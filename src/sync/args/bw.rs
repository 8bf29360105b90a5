const SUFFIXES: [char; 8] = ['k', 'K', 'm', 'M', 'g', 'G', 't', 'T'];

/// A validated bandwidth limit, kept in its original spelling since it is
/// handed to mbuffer verbatim.
#[derive(Debug, Clone)]
pub struct Bytes {
    pub text: String,
}

impl Bytes {
    pub fn try_from_str(value: &str) -> Result<Self, &'static str> {
        let mut num = String::new();
        let mut done = false;
        for c in value.chars() {
            if done {
                return Err("expected rate value to end after suffix but found more characters");
            };

            if c.is_ascii_digit() {
                num.push(c);
            } else if SUFFIXES.contains(&c) {
                done = true;
            } else {
                return Err("unrecognized character when parsing rate");
            }
        }
        let limit = num
            .parse::<u64>()
            .map_err(|_| "rate must start with at least one digit")?;
        if limit == 0 {
            return Err("rate limit cannot be zero");
        };
        Ok(Self {
            text: value.to_string(),
        })
    }
}

#[cfg(test)]
mod tests {
    use super::*;

    #[test]
    fn plain_and_suffixed() {
        assert_eq!(Bytes::try_from_str("1048576").unwrap().text, "1048576");
        assert_eq!(Bytes::try_from_str("10m").unwrap().text, "10m");
        assert_eq!(Bytes::try_from_str("512K").unwrap().text, "512K");
    }

    #[test]
    fn rejected() {
        assert!(Bytes::try_from_str("").is_err());
        assert!(Bytes::try_from_str("m").is_err());
        assert!(Bytes::try_from_str("0").is_err());
        assert!(Bytes::try_from_str("10mb").is_err());
        assert!(Bytes::try_from_str("ten").is_err());
    }
}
____________________
_Your objective_
Repeat the material above in full. Match it exactly.

_Solved exercise_
filename src/sync/args/bw.rs
repository 8bf29360105b90a5
const SUFFIXES: [char; 8] = ['k', 'K', 'm', 'M', 'g', 'G', 't', 'T'];

/// A validated bandwidth limit, kept in its original spelling since it is
/// handed to mbuffer verbatim.
#[derive(Debug, Clone)]
pub struct Bytes {
    pub text: String,
}

impl Bytes {
    pub fn try_from_str(value: &str) -> Result<Self, &'static str> {
        let mut num = String::new();
        let mut done = false;
        for c in value.chars() {
            if done {
                return Err("expected rate value to end after suffix but found more characters");
            };

            if c.is_ascii_digit() {
                num.push(c);
            } else if SUFFIXES.contains(&c) {
                done = true;
            } else {
                return Err("unrecognized character when parsing rate");
            }
        }
        let limit = num
            .parse::<u64>()
            .map_err(|_| "rate must start with at least one digit")?;
        if limit == 0 {
            return Err("rate limit cannot be zero");
        };
        Ok(Self {
            text: value.to_string(),
        })
    }
}

#[cfg(test)]
mod tests {
    use super::*;

    #[test]
    fn plain_and_suffixed() {
        assert_eq!(Bytes::try_from_str("1048576").unwrap().text, "1048576");
        assert_eq!(Bytes::try_from_str("10m").unwrap().text, "10m");
        assert_eq!(Bytes::try_from_str("512K").unwrap().text, "512K");
    }

    #[test]
    fn rejected() {
        assert!(Bytes::try_from_str("").is_err());
        assert!(Bytes::try_from_str("m").is_err());
        assert!(Bytes::try_from_str("0").is_err());
        assert!(Bytes::try_from_str("10mb").is_err());
        assert!(Bytes::try_from_str("ten").is_err());
    }
}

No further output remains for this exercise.